An alternative is the Anderson-Darling test. It computes the P value by comparing the cumulative distribution of your data set against the ideal cumulative distribution of a Gaussian distribution. It takes into account the discrepancies at all parts of the cumulative distribution curve (unlike the Kolmogorov-Smirnov test, see below).

Another alternative is the Shapiro-Wilk normality test. We prefer the D'Agostino-Pearson test for two reasons. One reason is that, while the Shapiro-Wilk test works very well if every value is unique, it does not work as well when several values are identical. The other reason is that the basis of the test is hard to understand. There are several ways to compute the Shapiro-Wilk test. Prism uses the method of Royston (1).

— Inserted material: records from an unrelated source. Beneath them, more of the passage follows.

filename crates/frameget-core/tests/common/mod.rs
pub mod archive_server;
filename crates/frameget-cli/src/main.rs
use frameget_core::logging;

mod cli;

use crate::cli::CliCommand;

fn main() {
    // Initialize logging as early as possible; fall back to stderr if the
    // state directory is not writable.
    if logging::init_logging().is_err() {
        logging::init_logging_stderr();
    }

    // Parse CLI and dispatch.
    if let Err(err) = CliCommand::run_from_args() {
        eprintln!("frameget error: {:#}", err);
        std::process::exit(1);
    }
}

Earlier versions of Prism offered only the Kolmogorov-Smirnov test. We still offer this test (for consistency) but no longer recommend it. It computes a P value from a single value: the largest discrepancy between the cumulative distribution of the data and a cumulative Gaussian distribution. This is not a very sensitive way to assess normality, and we now agree with this statement1: "The Kolmogorov-Smirnov test is only a historical curiosity. It should never be used." (2). Note that both this test and the Anderson-Darline test compare the actual and ideal cumulative distributions. The distinction is that Anderson-Darling considers the discrepancies at all parts of the curve, and Kolmogorov-Smirnov only look at the largest discrepancy.

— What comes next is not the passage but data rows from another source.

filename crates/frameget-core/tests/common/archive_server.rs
//! Minimal HTTP/1.1 server standing in for archive mirrors in integration tests.
//!
//! Serves a fixed map of path -> body. Unknown paths get 404. Every request is
//! counted per path so tests can assert which mirrors were contacted.

use std::collections::HashMap;
use std::io::{Read, Write};
use std::net::TcpListener;
use std::sync::{Arc, Mutex};
use std::thread;

/// Handle to a running server. The server runs until the process exits.
#[derive(Clone)]
pub struct ArchiveServer {
    base: String,
    hits: Arc<Mutex<Vec<String>>>,
}

impl ArchiveServer {
    /// Base URL with trailing slash, e.g. `http://127.0.0.1:12345/`.
    pub fn base(&self) -> &str {
        &self.base
    }

    /// Request paths in arrival order.
    pub fn hits(&self) -> Vec<String> {
        self.hits.lock().unwrap().clone()
    }

    pub fn hit_count(&self) -> usize {
        self.hits.lock().unwrap().len()
    }
}

/// Starts a server in a background thread serving `files` (paths start with `/`).
pub fn start(files: HashMap<String, Vec<u8>>) -> ArchiveServer {
    let listener = TcpListener::bind("127.0.0.1:0").expect("bind");
    let port = listener.local_addr().unwrap().port();
    let files = Arc::new(files);
    let hits = Arc::new(Mutex::new(Vec::new()));
    let hits_srv = Arc::clone(&hits);
    thread::spawn(move || {
        for stream in listener.incoming().flatten() {
            let files = Arc::clone(&files);
            let hits = Arc::clone(&hits_srv);
            thread::spawn(move || handle(stream, &files, &hits));
        }
    });
    ArchiveServer {
        base: format!("http://127.0.0.1:{}/", port),
        hits,
    }
}

fn handle(
    mut stream: std::net::TcpStream,
    files: &HashMap<String, Vec<u8>>,
    hits: &Mutex<Vec<String>>,
) {
    let _ = stream.set_read_timeout(Some(std::time::Duration::from_secs(2)));
    let _ = stream.set_write_timeout(Some(std::time::Duration::from_secs(2)));
    let mut req = Vec::new();
    let mut buf = [0u8; 4096];
    while !req.windows(4).any(|w| w == b"\r\n\r\n") {
        match stream.read(&mut buf) {
            Ok(0) | Err(_) => return,
            Ok(n) => req.extend_from_slice(&buf[..n]),
        }
    }
    let request = String::from_utf8_lossy(&req);
    let mut parts = request.lines().next().unwrap_or("").split_whitespace();
    let method = parts.next().unwrap_or("");
    let path = parts.next().unwrap_or("/").to_string();
    hits.lock().unwrap().push(path.clone());

    if !method.eq_ignore_ascii_case("GET") {
        let _ = stream.write_all(
            b"HTTP/1.1 405 Method Not Allowed\r\nContent-Length: 0\r\nConnection: close\r\n\r\n",
        );
        return;
    }
    let (status, body): (&str, &[u8]) = match files.get(&path) {
        Some(b) => ("200 OK", b.as_slice()),
        None => ("404 Not Found", &b"<html><body>Not Found</body></html>"[..]),
    };
    let head = format!(
        "HTTP/1.1 {}\r\nContent-Type: application/octet-stream\r\nContent-Length: {}\r\nConnection: close\r\n\r\n",
        status,
        body.len()
    );
    let _ = stream.write_all(head.as_bytes());
    let _ = stream.write_all(body);
}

The Kolmogorov-Smirnov method as originally published assumes that you know the mean and SD of the overall population (perhaps from prior work). When analyzing data, you rarely know the overall population mean and SD. You only know the mean and SD of your sample. To compute the P value, therefore, Prism uses the Dallal and Wilkinson approximation to Lilliefors' method (3). Since that method is only accurate with small P values, Prism simply reports “P>0.10” for large P values. In case you encounter any discrepancies, you should know that we fixed a bug in this test many years ago in Prism 4.01 and 4.0b.

## Reference

1.P Royston, Remark AS R94: A Remark on Algorithm AS 181: The W-test for Normality.  Journal of the Royal Statistical Society. Series C (Applied Statistics), Vol. 44, No. 4 (1995), pp. 547-551

2. RB D'Agostino, "Tests for Normal Distribution" in Goodness-Of-Fit Techniques edited by RB D'Agostino and MA Stephens, Macel Dekker, 1986.

3.Dallal GE and Wilkinson L (1986), "An Analytic Approximation to the Distribution of Lilliefors's Test Statistic for Normality," The American Statistician, 40, 294-296.